### Supplied records
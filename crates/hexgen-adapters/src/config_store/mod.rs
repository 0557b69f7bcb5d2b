//! Structured config store adapters.
//!
//! One [`YamlConfigStore`] per registry kind; [`SectionLayout`] says where
//! in the document each kind keeps its entries. Every `add` runs under a
//! [`BackupGuard`](backup::BackupGuard) so a failure restores the file.

pub mod backup;
mod layout;
mod splice;
mod yaml;

pub use layout::{SectionLayout, SectionShape, entry_value};
pub use yaml::YamlConfigStore;
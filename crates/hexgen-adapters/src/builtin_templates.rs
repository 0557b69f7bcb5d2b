//! Templates that ship with hexgen.
//!
//! One literal template per [`ArtifactKind`]. A `<templates_dir>/<kind>.tpl`
//! file replaces the built-in one (see [`crate::renderer::TemplateSet`]).
//!
//! Placeholders are `{{VARIABLE}}`; the renderer fills in the generated
//! blocks (`PROPERTIES`, `ACCESSORS`, `LOOKUPS`, `DEPENDENCIES`,
//! `HANDLER_BODY`, ...) before substitution.

use hexgen_core::domain::ArtifactKind;

pub fn template(kind: ArtifactKind) -> &'static str {
    match kind {
        ArtifactKind::Entity => ENTITY,
        ArtifactKind::RepositoryInterface => REPOSITORY_INTERFACE,
        ArtifactKind::Repository => REPOSITORY,
        ArtifactKind::Command => COMMAND,
        ArtifactKind::CommandHandler => COMMAND_HANDLER,
        ArtifactKind::Query => QUERY,
        ArtifactKind::QueryHandler => QUERY_HANDLER,
        ArtifactKind::Controller => CONTROLLER,
    }
}

const ENTITY: &str = r#"<?php

declare(strict_types=1);

namespace {{NAMESPACE}}\Domain\Entity;

final class {{NAME}}
{
    private string $id;

{{PROPERTIES}}
    public function getId(): string
    {
        return $this->id;
    }
{{ACCESSORS}}}
"#;

const REPOSITORY_INTERFACE: &str = r#"<?php

declare(strict_types=1);

namespace {{NAMESPACE}}\Domain\Repository;

use {{NAMESPACE}}\Domain\Entity\{{NAME}};

interface {{NAME}}RepositoryInterface
{
    public function find(string $id): ?{{NAME}};

    public function save({{NAME}} ${{NAME_CAMEL}}): void;

    public function remove({{NAME}} ${{NAME_CAMEL}}): void;
{{LOOKUPS}}}
"#;

const REPOSITORY: &str = r#"<?php

declare(strict_types=1);

namespace {{NAMESPACE}}\Infrastructure\Persistence;

use {{NAMESPACE}}\Domain\Entity\{{NAME}};
use {{NAMESPACE}}\Domain\Repository\{{NAME}}RepositoryInterface;
use Doctrine\ORM\EntityManagerInterface;

final class {{NAME}}Repository implements {{NAME}}RepositoryInterface
{
    public function __construct(
        private readonly EntityManagerInterface $entityManager,
    ) {
    }

    public function find(string $id): ?{{NAME}}
    {
        return $this->entityManager->find({{NAME}}::class, $id);
    }

    public function save({{NAME}} ${{NAME_CAMEL}}): void
    {
        $this->entityManager->persist(${{NAME_CAMEL}});
        $this->entityManager->flush();
    }

    public function remove({{NAME}} ${{NAME_CAMEL}}): void
    {
        $this->entityManager->remove(${{NAME_CAMEL}});
        $this->entityManager->flush();
    }
{{LOOKUP_IMPLS}}}
"#;

const COMMAND: &str = r#"<?php

declare(strict_types=1);

namespace {{NAMESPACE}}\Application\Command\{{NAME}};

final class {{NAME}}Command
{
    public function __construct(
{{MESSAGE_FIELDS}}    ) {
    }
}
"#;

const COMMAND_HANDLER: &str = r#"<?php

declare(strict_types=1);

namespace {{NAMESPACE}}\Application\Command\{{NAME}};

{{USES}}use Symfony\Component\Messenger\Attribute\AsMessageHandler;

#[AsMessageHandler(bus: '{{BUS}}')]
final class {{NAME}}Handler
{
    public function __construct(
{{DEPENDENCIES}}    ) {
    }

    public function __invoke({{NAME}}Command $command): void
    {
{{HANDLER_BODY}}    }
}
"#;

const QUERY: &str = r#"<?php

declare(strict_types=1);

namespace {{NAMESPACE}}\Application\Query\{{NAME}};

final class {{NAME}}Query
{
    public function __construct(
{{MESSAGE_FIELDS}}    ) {
    }
}
"#;

const QUERY_HANDLER: &str = r#"<?php

declare(strict_types=1);

namespace {{NAMESPACE}}\Application\Query\{{NAME}};

{{USES}}use Symfony\Component\Messenger\Attribute\AsMessageHandler;

#[AsMessageHandler(bus: '{{BUS}}')]
final class {{NAME}}Handler
{
    public function __construct(
{{DEPENDENCIES}}    ) {
    }

    public function __invoke({{NAME}}Query $query): mixed
    {
{{HANDLER_BODY}}    }
}
"#;

const CONTROLLER: &str = r#"<?php

declare(strict_types=1);

namespace {{NAMESPACE}}\UI\Http;

use Symfony\Bundle\FrameworkBundle\Controller\AbstractController;
use Symfony\Component\HttpFoundation\JsonResponse;
use Symfony\Component\Routing\Attribute\Route;

#[Route('{{ROUTE_PREFIX}}/{{NAME_KEBAB}}', name: '{{MODULE_SNAKE}}_{{NAME_SNAKE}}_')]
final class {{NAME}}Controller extends AbstractController
{
    #[Route('', name: 'index', methods: ['GET'])]
    public function index(): JsonResponse
    {
        return $this->json([]);
    }
}
"#;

### Your assignment
Set down every line of the listing above again, exactly as given.

### Answer space
filename crates/hexgen-adapters/src/config_store/mod.rs
repository 0557b69f7bcb5d2b
//! Structured config store adapters.
//!
//! One [`YamlConfigStore`] per registry kind; [`SectionLayout`] says where
//! in the document each kind keeps its entries. Every `add` runs under a
//! [`BackupGuard`](backup::BackupGuard) so a failure restores the file.

pub mod backup;
mod layout;
mod splice;
mod yaml;

pub use layout::{SectionLayout, SectionShape, entry_value};
pub use yaml::YamlConfigStore;
filename crates/hexgen-adapters/src/builtin_templates.rs
repository 0557b69f7bcb5d2b
//! Templates that ship with hexgen.
//!
//! One literal template per [`ArtifactKind`]. A `<templates_dir>/<kind>.tpl`
//! file replaces the built-in one (see [`crate::renderer::TemplateSet`]).
//!
//! Placeholders are `{{VARIABLE}}`; the renderer fills in the generated
//! blocks (`PROPERTIES`, `ACCESSORS`, `LOOKUPS`, `DEPENDENCIES`,
//! `HANDLER_BODY`, ...) before substitution.

use hexgen_core::domain::ArtifactKind;

pub fn template(kind: ArtifactKind) -> &'static str {
    match kind {
        ArtifactKind::Entity => ENTITY,
        ArtifactKind::RepositoryInterface => REPOSITORY_INTERFACE,
        ArtifactKind::Repository => REPOSITORY,
        ArtifactKind::Command => COMMAND,
        ArtifactKind::CommandHandler => COMMAND_HANDLER,
        ArtifactKind::Query => QUERY,
        ArtifactKind::QueryHandler => QUERY_HANDLER,
        ArtifactKind::Controller => CONTROLLER,
    }
}

const ENTITY: &str = r#"<?php

declare(strict_types=1);

namespace {{NAMESPACE}}\Domain\Entity;

final class {{NAME}}
{
    private string $id;

{{PROPERTIES}}
    public function getId(): string
    {
        return $this->id;
    }
{{ACCESSORS}}}
"#;

const REPOSITORY_INTERFACE: &str = r#"<?php

declare(strict_types=1);

namespace {{NAMESPACE}}\Domain\Repository;

use {{NAMESPACE}}\Domain\Entity\{{NAME}};

interface {{NAME}}RepositoryInterface
{
    public function find(string $id): ?{{NAME}};

    public function save({{NAME}} ${{NAME_CAMEL}}): void;

    public function remove({{NAME}} ${{NAME_CAMEL}}): void;
{{LOOKUPS}}}
"#;

const REPOSITORY: &str = r#"<?php

declare(strict_types=1);

namespace {{NAMESPACE}}\Infrastructure\Persistence;

use {{NAMESPACE}}\Domain\Entity\{{NAME}};
use {{NAMESPACE}}\Domain\Repository\{{NAME}}RepositoryInterface;
use Doctrine\ORM\EntityManagerInterface;

final class {{NAME}}Repository implements {{NAME}}RepositoryInterface
{
    public function __construct(
        private readonly EntityManagerInterface $entityManager,
    ) {
    }

    public function find(string $id): ?{{NAME}}
    {
        return $this->entityManager->find({{NAME}}::class, $id);
    }

    public function save({{NAME}} ${{NAME_CAMEL}}): void
    {
        $this->entityManager->persist(${{NAME_CAMEL}});
        $this->entityManager->flush();
    }

    public function remove({{NAME}} ${{NAME_CAMEL}}): void
    {
        $this->entityManager->remove(${{NAME_CAMEL}});
        $this->entityManager->flush();
    }
{{LOOKUP_IMPLS}}}
"#;

const COMMAND: &str = r#"<?php

declare(strict_types=1);

namespace {{NAMESPACE}}\Application\Command\{{NAME}};

final class {{NAME}}Command
{
    public function __construct(
{{MESSAGE_FIELDS}}    ) {
    }
}
"#;

const COMMAND_HANDLER: &str = r#"<?php

declare(strict_types=1);

namespace {{NAMESPACE}}\Application\Command\{{NAME}};

{{USES}}use Symfony\Component\Messenger\Attribute\AsMessageHandler;

#[AsMessageHandler(bus: '{{BUS}}')]
final class {{NAME}}Handler
{
    public function __construct(
{{DEPENDENCIES}}    ) {
    }

    public function __invoke({{NAME}}Command $command): void
    {
{{HANDLER_BODY}}    }
}
"#;

const QUERY: &str = r#"<?php

declare(strict_types=1);

namespace {{NAMESPACE}}\Application\Query\{{NAME}};

final class {{NAME}}Query
{
    public function __construct(
{{MESSAGE_FIELDS}}    ) {
    }
}
"#;

const QUERY_HANDLER: &str = r#"<?php

declare(strict_types=1);

namespace {{NAMESPACE}}\Application\Query\{{NAME}};

{{USES}}use Symfony\Component\Messenger\Attribute\AsMessageHandler;

#[AsMessageHandler(bus: '{{BUS}}')]
final class {{NAME}}Handler
{
    public function __construct(
{{DEPENDENCIES}}    ) {
    }

    public function __invoke({{NAME}}Query $query): mixed
    {
{{HANDLER_BODY}}    }
}
"#;

const CONTROLLER: &str = r#"<?php

declare(strict_types=1);

namespace {{NAMESPACE}}\UI\Http;

use Symfony\Bundle\FrameworkBundle\Controller\AbstractController;
use Symfony\Component\HttpFoundation\JsonResponse;
use Symfony\Component\Routing\Attribute\Route;

#[Route('{{ROUTE_PREFIX}}/{{NAME_KEBAB}}', name: '{{MODULE_SNAKE}}_{{NAME_SNAKE}}_')]
final class {{NAME}}Controller extends AbstractController
{
    #[Route('', name: 'index', methods: ['GET'])]
    public function index(): JsonResponse
    {
        return $this->json([]);
    }
}
"#;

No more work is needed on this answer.